Russian memoirist and courtier (1739–1824)

Maria Savvishna Perekusikhina (Марья Саввишна Перекусихина; 1739–1824), was a Russian memoirist, a maid of honour of Empress Catherine the Great of Russia. She was a close friend and confidant of Catherine and quite influential.

==Life==
Maria came from a poor noble family in the Ryazan province. Information about how she ended up at court has not been preserved, but in the 1760s, the empress baptised her niece. Her brother Vasili Savvich Perekusikhin (1724–1788) received a good education and died as a senator, so it assumed that the family had some resources. She was content with her unofficial position at court, but she bothered a lot about her brother's family. It is unknown who her niece's (Ekaterina) mother was, and has been speculated that her brother was widowed, as Maria was helping to raise her. Ekaterina was married to Ardalion Aleksandrovich Torsukov (1754–1810), who rose to the rank of chief chamberlain of the court.

Perekusikhin soon acquired her affection and such great importance at court that even the greatest nobles sought her friendship and favour. She was a trusted friend and confidant of the Empress, and was constantly in her company. She was the first person the Empress saw in the day, who helped her dress and accompanied her on all her travels and on some ceremonial trips.
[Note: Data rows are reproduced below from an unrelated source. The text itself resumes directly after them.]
//! HTTP API.

pub mod health;
pub mod music;
pub mod shayari;
pub mod uploads;

use actix_web::{error::JsonPayloadError, web};

use crate::error::AppError;

/// Largest JSON body accepted by the API.
const JSON_LIMIT: usize = 256 * 1024;

/// JSON extractor settings; rejected bodies get the standard error envelope.
pub fn json_config() -> web::JsonConfig {
    web::JsonConfig::default()
        .limit(JSON_LIMIT)
        .error_handler(|err, _req| {
            let error = match err {
                JsonPayloadError::Overflow { limit }
                | JsonPayloadError::OverflowKnownLength { limit, .. } => {
                    AppError::PayloadTooLarge { limit }
                }
                other => AppError::BadRequest(other.to_string()),
            };
            error.into()
        })
}

/// Query extractor settings; malformed query strings get the error envelope.
pub fn query_config() -> web::QueryConfig {
    web::QueryConfig::default()
        .error_handler(|err, _req| AppError::BadRequest(err.to_string()).into())
}

/// Register every route, with the extractor settings they rely on.
pub fn configure(cfg: &mut web::ServiceConfig) {
    cfg.app_data(json_config())
        .app_data(query_config())
        .configure(health::configure)
        .configure(shayari::configure)
        .configure(uploads::configure)
        .configure(music::configure);
}

#[cfg(test)]
pub(crate) mod testing {
    use std::path::Path;
    use std::sync::Arc;

    use crate::models::AppState;
    use crate::store::{self, IdGenerator, JsonShayariRepository, MusicLibrary, StoragePaths};

    /// Fresh application state rooted at `root`.
    pub fn state_in(root: &Path) -> AppState {
        let paths = StoragePaths::under(root);
        store::bootstrap(&paths).unwrap();

        let ids = Arc::new(IdGenerator::new());
        let shayari = JsonShayariRepository::new(&paths.shayari_file, ids.clone()).unwrap();
        let library = MusicLibrary::open(&paths.music_dir, &ids).unwrap();

        AppState {
            paths,
            shayari: Arc::new(shayari),
            library: Arc::new(library),
            ids,
            max_upload_bytes: 1024 * 1024,
        }
    }

    /// A `multipart/form-data` body with the given `(name, filename, content)` parts.
    pub fn multipart_body(parts: &[(&str, Option<&str>, &str)]) -> (String, Vec<u8>) {
        let boundary = "----jazbaat-test-boundary";
        let mut body = Vec::new();
        for (name, filename, data) in parts {
            body.extend_from_slice(format!("--{}\r\n", boundary).as_bytes());
            match filename {
                Some(filename) => body.extend_from_slice(
                    format!(
                        "Content-Disposition: form-data; name=\"{}\"; filename=\"{}\"\r\n\
                         Content-Type: application/octet-stream\r\n\r\n",
                        name, filename
                    )
                    .as_bytes(),
                ),
                None => body.extend_from_slice(
                    format!("Content-Disposition: form-data; name=\"{}\"\r\n\r\n", name)
                        .as_bytes(),
                ),
            }
            body.extend_from_slice(data.as_bytes());
            body.extend_from_slice(b"\r\n");
        }
        body.extend_from_slice(format!("--{}--\r\n", boundary).as_bytes());

        (format!("multipart/form-data; boundary={}", boundary), body)
    }
}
She was among those who were present at Catherine's last minutes. After her death, it was ordered by Paul I to "dismiss the maiden Maria Perekusikhin from the court and give her a service pension from the Cabinet of one thousand two hundred rubles a year." She lived out the remainder of life peacefully, surrounded by portraits of Catherine and her furniture. She died at the age of 85, far from court and in complete obscurity. She was buried at the Lazarevskoye cemetery of the Alexander Nevsky Lavra.